Vasovagal syncope (VVS) is one of the most common causes of syncope. Traditional treatment has not achieved satisfactory results. The purpose of this study was to assess the feasibility and efficacy of selective anatomical catheter ablation of left atrial ganglionated plexus (GP) as a therapeutic strategy for the patients of symptomatic VVS. A total of 70 patients with at least once recurrent syncopal episode of VVS with a positive head-up tilt test were enrolled. They were divided into GP ablation group and control group. Patients in GP ablation group received anatomical catheter ablation of left superior ganglionated plexus (LSGP) and right anterior ganglionated plexus (RAGP).
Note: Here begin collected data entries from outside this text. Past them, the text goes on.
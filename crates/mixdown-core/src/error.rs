//! Error types for mixdown-core.

use thiserror::Error;

/// Error type for mixdown-core operations.
#[derive(Error, Debug)]
pub enum Error {
    #[error("Invalid config: {0}")]
    InvalidConfig(String),

    #[error("Invalid range: start={start}, end={end}")]
    InvalidRange { start: u64, end: u64 },

    #[error("Format '{0}' is incomplete")]
    IncompleteFormat(String),

    #[error("Format '{format}' is not supported by encoder '{encoder}'")]
    IncompatibleFormat { format: String, encoder: String },

    #[error("Invalid state: {0}")]
    InvalidState(String),

    #[error("Engine did not leave freewheel mode within {0:?}")]
    FreewheelTimeout(std::time::Duration),

    #[error("IO error: {0}")]
    Io(#[from] std::io::Error),

    #[error("JSON error: {0}")]
    Json(#[from] serde_json::Error),
}

/// Result type alias.
pub type Result<T> = std::result::Result<T, Error>;
//! # Mixdown - Session Export
//!
//! Renders ranges of a session into audio files.
//!
//! ## Architecture
//!
//! Mixdown is an umbrella crate that coordinates:
//! - **mixdown-core** - Value model (Timespan, ChannelConfig, FormatSpecification,
//!   FilenamePolicy, FileSpec, ExportStatus)
//! - **mixdown-export** - Export handler state machine, file writer graph,
//!   CD markers, tagging, post-export commands
//!
//! On top of those it provides the `.mixdown` session file loader, a stereo
//! master bus mixing WAV tracks, and the `mixdown-export` command line tool.
//!
//! ## Quick Start
//!
//! ```ignore
//! use mixdown::prelude::*;
//!
//! let loaded = open_session(Path::new("/sessions/song"), "song")?;
//! let session = loaded.session;
//! let timespan = session.timespan_for(session.session_range().unwrap())?;
//!
//! let engine = Arc::new(OfflineEngine::new(session.sample_rate));
//! let graph = FileWriterGraph::new(loaded.mixbus, session.sample_rate, 30.0);
//! let handler = ExportHandler::new(
//!     session.clone(), engine.clone(), Box::new(graph),
//!     ExportStatus::shared(), HandlerConfig::default(),
//! )?;
//!
//! let mut config = ChannelConfig::stereo("master", MixBus::MASTER_LEFT, MixBus::MASTER_RIGHT);
//! config.add_output(
//!     Arc::new(FormatSpecification::for_encoder("wav", &EncoderCapabilities::wav())),
//!     FilenamePolicy::new("song", "/sessions/song/export"),
//! );
//! handler.add_channel_config(&[timespan], &Arc::new(config), None)?;
//! handler.start_export()?;
//! engine.run(&handler, |p| println!("{:.0}%", p.fraction() * 100.0))?;
//! ```
//!
//! ## Feature Flags
//!
//! - `default` - Everything enabled (`full`)
//! - `wav` - WAV output, required by the command line tool
//! - `flac` - FLAC output
//! - `tag` - ID3 tagging of exported files

/// Re-export of mixdown-core for direct access
pub use mixdown_core as core;

/// Re-export of mixdown-export for direct access
pub use mixdown_export as export;

pub use mixdown_core::{
    BroadcastInfo, Channel, ChannelConfig, EncoderCapabilities, ExportProgress, ExportStatus,
    FileSpec, FilenamePolicy, FormatSpecification, HandlerConfig, Location, SampleFormat,
    SampleRate, Session, SessionMetadata, Timespan,
};
pub use mixdown_export::{
    check_config, AudioEngine, Cycle, ExportError, ExportHandler, FileWriterGraph,
    OfflineEngine, PortReader, RenderGraph, Warnings,
};

pub mod cli;
pub mod error;
pub mod mixbus;
pub mod session_file;

pub use error::{Error, Result};
pub use mixbus::MixBus;
pub use session_file::{open_session, LoadedSession, SessionFile, TrackSpec};

/// Convenience prelude for common imports
pub mod prelude {
    pub use crate::{open_session, Error, MixBus, Result, SessionFile, TrackSpec};

    pub use mixdown_core::{
        BroadcastInfo, ChannelConfig, EncoderCapabilities, ExportProgress, ExportStatus,
        FilenamePolicy, FormatSpecification, HandlerConfig, SampleFormat, SampleRate, Session,
        Timespan,
    };
    pub use mixdown_export::{
        check_config, AudioEngine, ExportHandler, FileWriterGraph, OfflineEngine, PortReader,
    };

    pub use std::path::Path;
    pub use std::sync::Arc;
}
Patients in the control group were guideline-directed conventional therapy. The primary endpoint was VVS recurrences. The secondary endpoint was the recurrence of syncope and prodrome events. There were no statistical differences in clinical characteristics between the ablation group (n=35) and the control group (n=35). Over a follow-up of 12 months, the ablation group had significantly lower syncope recurrence compared with the control group (5.7%vs. 25.7%, p=.02), and the ablation group had significantly lower syncope and prodrome recurrence compared with the control group (11.4%vs. 51.4%, p<.001). In GP ablation, 88.6% of the patients showed significant vagal response during LSGP ablation, and 88.6% of the patients showed significantly increased heart rate during RAGP ablation. For patients with recurrent VVS, selective anatomical catheter ablation of LSGP and RAGP is superior to conventional therapy in reducing syncope recurrence.